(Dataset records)
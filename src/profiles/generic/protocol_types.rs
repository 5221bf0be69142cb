//! Uncompressed header representations for the generic profile family.
//!
//! These structures hold the reconstructed IP / IP-in-IP / next-header
//! fields, not raw bytes; serialization to wire form happens once per
//! packet after CRC validation. Inferred fields (IPv4 total length and
//! header checksum, UDP length, IPv6 payload length) are computed during
//! serialization from the payload length and are never stored.

use std::net::{Ipv4Addr, Ipv6Addr};

use serde::{Deserialize, Serialize};

use crate::constants::{
    IP_PROTOCOL_AH, IP_PROTOCOL_DEST_OPTS, IP_PROTOCOL_HOP_BY_HOP, IP_PROTOCOL_IPIP,
    IP_PROTOCOL_IPV6, IP_PROTOCOL_ROUTING, IPV4_MIN_HEADER_LENGTH_BYTES, IPV4_STANDARD_IHL,
    IPV6_BASE_HEADER_LENGTH_BYTES, RTP_MIN_HEADER_LENGTH_BYTES, RTP_VERSION,
    UDP_HEADER_LENGTH_BYTES,
};
use crate::error::{Field, ParseContext, RohcParsingError};
use crate::types::{IpId, SequenceNumber, Ssrc, Timestamp};

/// A reconstructed IPv4 header (no options; IHL is always 5).
#[derive(Debug, Clone, PartialEq, Eq, Serialize, Deserialize)]
pub struct Ipv4Header {
    pub tos: u8,
    pub identification: IpId,
    pub dont_fragment: bool,
    pub more_fragments: bool,
    pub fragment_offset: u16,
    pub ttl: u8,
    pub protocol: u8,
    pub src: Ipv4Addr,
    pub dst: Ipv4Addr,
}

impl Default for Ipv4Header {
    fn default() -> Self {
        Self {
            tos: 0,
            identification: IpId::INITIAL,
            dont_fragment: true,
            more_fragments: false,
            fragment_offset: 0,
            ttl: 64,
            protocol: 0,
            src: Ipv4Addr::UNSPECIFIED,
            dst: Ipv4Addr::UNSPECIFIED,
        }
    }
}

impl Ipv4Header {
    /// Serializes the header, computing total length and checksum.
    pub fn serialize(&self, payload_len: usize, out: &mut Vec<u8>) {
        let start = out.len();
        let total_length = (IPV4_MIN_HEADER_LENGTH_BYTES + payload_len) as u16;
        out.push(0x40 | IPV4_STANDARD_IHL);
        out.push(self.tos);
        out.extend_from_slice(&total_length.to_be_bytes());
        out.extend_from_slice(&self.identification.to_be_bytes());
        let flags_frag = ((self.dont_fragment as u16) << 14)
            | ((self.more_fragments as u16) << 13)
            | (self.fragment_offset & 0x1FFF);
        out.extend_from_slice(&flags_frag.to_be_bytes());
        out.push(self.ttl);
        out.push(self.protocol);
        out.extend_from_slice(&[0, 0]); // checksum placeholder
        out.extend_from_slice(&self.src.octets());
        out.extend_from_slice(&self.dst.octets());

        let checksum = ipv4_header_checksum(&out[start..start + IPV4_MIN_HEADER_LENGTH_BYTES]);
        out[start + 10..start + 12].copy_from_slice(&checksum.to_be_bytes());
    }
}

/// Computes the RFC 791 ones-complement header checksum.
pub fn ipv4_header_checksum(header: &[u8]) -> u16 {
    let mut sum: u32 = 0;
    let mut chunks = header.chunks_exact(2);
    for chunk in &mut chunks {
        sum += u16::from_be_bytes([chunk[0], chunk[1]]) as u32;
    }
    if let [last] = chunks.remainder() {
        sum += (*last as u32) << 8;
    }
    while sum > 0xFFFF {
        sum = (sum & 0xFFFF) + (sum >> 16);
    }
    !(sum as u16)
}

/// One IPv6 extension header carried in a compressed list.
///
/// `data` holds the complete raw header bytes; `data[0]` is the next-header
/// field and is rewritten during serialization to maintain chain linkage.
#[derive(Debug, Clone, PartialEq, Eq, Serialize, Deserialize)]
pub struct ExtensionItem {
    pub header_type: u8,
    pub data: Vec<u8>,
}

impl ExtensionItem {
    /// Validates and captures an extension-header item body.
    ///
    /// Supported types are Hop-by-Hop (0), Routing (43), AH (51) and
    /// Destination Options (60); the byte length must agree with the
    /// header's own length field.
    ///
    /// # Errors
    /// - `RohcParsingError::InvalidFieldValue` - Unknown type or length mismatch
    /// - `RohcParsingError::NotEnoughData` - Item shorter than two bytes
    pub fn parse(header_type: u8, data: &[u8]) -> Result<Self, RohcParsingError> {
        if data.len() < 2 {
            return Err(RohcParsingError::NotEnoughData {
                needed: 2,
                got: data.len(),
                context: ParseContext::ListItem,
            });
        }
        let expected_len = match header_type {
            IP_PROTOCOL_HOP_BY_HOP | IP_PROTOCOL_ROUTING | IP_PROTOCOL_DEST_OPTS => {
                (data[1] as usize + 1) * 8
            }
            IP_PROTOCOL_AH => (data[1] as usize + 2) * 4,
            other => {
                return Err(RohcParsingError::InvalidFieldValue {
                    field: Field::ListEncodingType,
                    context: ParseContext::ListItem,
                    expected: IP_PROTOCOL_HOP_BY_HOP as u32,
                    got: other as u32,
                });
            }
        };
        if data.len() != expected_len {
            return Err(RohcParsingError::InvalidFieldValue {
                field: Field::ItemLength,
                context: ParseContext::ListItem,
                expected: expected_len as u32,
                got: data.len() as u32,
            });
        }
        Ok(Self {
            header_type,
            data: data.to_vec(),
        })
    }

    /// Byte length of this extension header on the wire.
    #[inline]
    pub fn len(&self) -> usize {
        self.data.len()
    }

    /// True when the item carries no bytes (never the case for parsed items).
    #[inline]
    pub fn is_empty(&self) -> bool {
        self.data.is_empty()
    }
}

/// A reconstructed IPv6 header plus its extension-header chain.
///
/// `next_header` stores the protocol *after* the extension chain (the inner
/// IP or transport protocol); linkage bytes through the chain are fixed up
/// at serialization time.
#[derive(Debug, Clone, PartialEq, Eq, Serialize, Deserialize)]
pub struct Ipv6Header {
    pub traffic_class: u8,
    pub flow_label: u32,
    pub next_header: u8,
    pub hop_limit: u8,
    pub src: Ipv6Addr,
    pub dst: Ipv6Addr,
    pub extensions: Vec<ExtensionItem>,
}

impl Default for Ipv6Header {
    fn default() -> Self {
        Self {
            traffic_class: 0,
            flow_label: 0,
            next_header: 0,
            hop_limit: 64,
            src: Ipv6Addr::UNSPECIFIED,
            dst: Ipv6Addr::UNSPECIFIED,
            extensions: Vec::new(),
        }
    }
}

impl Ipv6Header {
    /// Total serialized length including the extension chain.
    pub fn header_len(&self) -> usize {
        IPV6_BASE_HEADER_LENGTH_BYTES + self.extensions.iter().map(ExtensionItem::len).sum::<usize>()
    }

    /// Serializes the base header and extension chain, fixing next-header
    /// linkage so the chain ends at `self.next_header`.
    pub fn serialize(&self, payload_len: usize, out: &mut Vec<u8>) {
        let ext_len: usize = self.extensions.iter().map(ExtensionItem::len).sum();
        let payload_length = (ext_len + payload_len) as u16;

        let first_proto = self
            .extensions
            .first()
            .map_or(self.next_header, |item| item.header_type);
        let word0 = (6u32 << 28)
            | ((self.traffic_class as u32) << 20)
            | (self.flow_label & 0x000F_FFFF);
        out.extend_from_slice(&word0.to_be_bytes());
        out.extend_from_slice(&payload_length.to_be_bytes());
        out.push(first_proto);
        out.push(self.hop_limit);
        out.extend_from_slice(&self.src.octets());
        out.extend_from_slice(&self.dst.octets());

        for (idx, item) in self.extensions.iter().enumerate() {
            let start = out.len();
            out.extend_from_slice(&item.data);
            let next = self
                .extensions
                .get(idx + 1)
                .map_or(self.next_header, |n| n.header_type);
            out[start] = next;
        }
    }
}

/// Either IP version, as held in a decompression context.
#[derive(Debug, Clone, PartialEq, Eq, Serialize, Deserialize)]
pub enum IpHeader {
    V4(Ipv4Header),
    V6(Ipv6Header),
}

impl IpHeader {
    /// Serialized length of this header (including IPv6 extensions).
    pub fn header_len(&self) -> usize {
        match self {
            IpHeader::V4(_) => IPV4_MIN_HEADER_LENGTH_BYTES,
            IpHeader::V6(v6) => v6.header_len(),
        }
    }

    /// Protocol / next-header value after this IP header and its chain.
    pub fn protocol(&self) -> u8 {
        match self {
            IpHeader::V4(v4) => v4.protocol,
            IpHeader::V6(v6) => v6.next_header,
        }
    }

    /// Sets the protocol carried after this header.
    pub fn set_protocol(&mut self, protocol: u8) {
        match self {
            IpHeader::V4(v4) => v4.protocol = protocol,
            IpHeader::V6(v6) => v6.next_header = protocol,
        }
    }

    /// Protocol value that identifies this header when nested inside
    /// another IP header.
    pub fn encapsulation_protocol(&self) -> u8 {
        match self {
            IpHeader::V4(_) => IP_PROTOCOL_IPIP,
            IpHeader::V6(_) => IP_PROTOCOL_IPV6,
        }
    }

    /// Serializes the header for a payload of `payload_len` bytes.
    pub fn serialize(&self, payload_len: usize, out: &mut Vec<u8>) {
        match self {
            IpHeader::V4(v4) => v4.serialize(payload_len, out),
            IpHeader::V6(v6) => v6.serialize(payload_len, out),
        }
    }
}

/// A reconstructed UDP header; length is inferred at serialization.
#[derive(Debug, Clone, Default, PartialEq, Eq, Serialize, Deserialize)]
pub struct UdpHeader {
    pub src_port: u16,
    pub dst_port: u16,
    pub checksum: u16,
}

impl UdpHeader {
    /// Serializes the header for `payload_len` bytes of UDP payload.
    pub fn serialize(&self, payload_len: usize, out: &mut Vec<u8>) {
        out.extend_from_slice(&self.src_port.to_be_bytes());
        out.extend_from_slice(&self.dst_port.to_be_bytes());
        out.extend_from_slice(&((UDP_HEADER_LENGTH_BYTES + payload_len) as u16).to_be_bytes());
        out.extend_from_slice(&self.checksum.to_be_bytes());
    }
}

/// A reconstructed UDP-Lite header; the length field carries the checksum
/// coverage instead of the datagram length.
#[derive(Debug, Clone, Default, PartialEq, Eq, Serialize, Deserialize)]
pub struct UdpLiteHeader {
    pub src_port: u16,
    pub dst_port: u16,
    pub checksum_coverage: u16,
    pub checksum: u16,
}

impl UdpLiteHeader {
    pub fn serialize(&self, out: &mut Vec<u8>) {
        out.extend_from_slice(&self.src_port.to_be_bytes());
        out.extend_from_slice(&self.dst_port.to_be_bytes());
        out.extend_from_slice(&self.checksum_coverage.to_be_bytes());
        out.extend_from_slice(&self.checksum.to_be_bytes());
    }
}

/// A reconstructed RTP header (version 2, no CSRC list).
#[derive(Debug, Clone, Default, PartialEq, Eq, Serialize, Deserialize)]
pub struct RtpHeader {
    pub padding: bool,
    pub extension: bool,
    pub marker: bool,
    pub payload_type: u8,
    pub sequence_number: SequenceNumber,
    pub timestamp: Timestamp,
    pub ssrc: Ssrc,
}

impl RtpHeader {
    /// First octet of the serialized header (V, P, X, CC fields).
    #[inline]
    pub fn first_octet(&self) -> u8 {
        (RTP_VERSION << 6) | ((self.padding as u8) << 5) | ((self.extension as u8) << 4)
    }

    /// Second octet of the serialized header (M, PT fields).
    #[inline]
    pub fn marker_pt_octet(&self) -> u8 {
        ((self.marker as u8) << 7) | (self.payload_type & 0x7F)
    }

    pub fn serialize(&self, out: &mut Vec<u8>) {
        out.push(self.first_octet());
        out.push(self.marker_pt_octet());
        out.extend_from_slice(&self.sequence_number.to_be_bytes());
        out.extend_from_slice(&self.timestamp.to_be_bytes());
        out.extend_from_slice(&self.ssrc.to_be_bytes());
    }
}

/// The reconstructed block following the IP header(s), per profile.
#[derive(Debug, Clone, Default, PartialEq, Eq, Serialize, Deserialize)]
pub enum NextHeader {
    /// IP-only profile: nothing after the IP chain.
    #[default]
    None,
    Udp(UdpHeader),
    UdpLite(UdpLiteHeader),
    Rtp { udp: UdpHeader, rtp: RtpHeader },
}

impl NextHeader {
    /// Serialized length of the next-header block.
    pub fn header_len(&self) -> usize {
        match self {
            NextHeader::None => 0,
            NextHeader::Udp(_) | NextHeader::UdpLite(_) => UDP_HEADER_LENGTH_BYTES,
            NextHeader::Rtp { .. } => UDP_HEADER_LENGTH_BYTES + RTP_MIN_HEADER_LENGTH_BYTES,
        }
    }

    /// IP protocol number introducing this block, when one exists.
    pub fn protocol(&self) -> Option<u8> {
        match self {
            NextHeader::None => None,
            NextHeader::Udp(_) | NextHeader::Rtp { .. } => Some(crate::constants::IP_PROTOCOL_UDP),
            NextHeader::UdpLite(_) => Some(crate::constants::IP_PROTOCOL_UDP_LITE),
        }
    }

    pub fn serialize(&self, payload_len: usize, out: &mut Vec<u8>) {
        match self {
            NextHeader::None => {}
            NextHeader::Udp(udp) => udp.serialize(payload_len, out),
            NextHeader::UdpLite(lite) => lite.serialize(out),
            NextHeader::Rtp { udp, rtp } => {
                udp.serialize(RTP_MIN_HEADER_LENGTH_BYTES + payload_len, out);
                rtp.serialize(out);
            }
        }
    }
}

/// The complete reconstructed header stack for one packet.
#[derive(Debug, Clone, PartialEq, Eq, Serialize, Deserialize)]
pub struct ReconstructedHeaders {
    pub outer_ip: IpHeader,
    pub inner_ip: Option<IpHeader>,
    pub next_header: NextHeader,
}

impl ReconstructedHeaders {
    /// Total serialized header length.
    pub fn header_len(&self) -> usize {
        self.outer_ip.header_len()
            + self.inner_ip.as_ref().map_or(0, IpHeader::header_len)
            + self.next_header.header_len()
    }

    /// Serializes the full header stack for `payload_len` trailing payload
    /// bytes, producing a wire-ready uncompressed packet prefix.
    pub fn serialize(&self, payload_len: usize) -> Vec<u8> {
        let mut out = Vec::with_capacity(self.header_len() + payload_len);
        let next_len = self.next_header.header_len();
        match &self.inner_ip {
            Some(inner) => {
                let inner_total = inner.header_len() + next_len + payload_len;
                self.outer_ip.serialize(inner_total, &mut out);
                inner.serialize(next_len + payload_len, &mut out);
            }
            None => {
                self.outer_ip.serialize(next_len + payload_len, &mut out);
            }
        }
        self.next_header.serialize(payload_len, &mut out);
        out
    }
}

-- Exercise instructions --
Tally up the lines above containing "block"; the number is the full answer.

-- Exercise solution --
3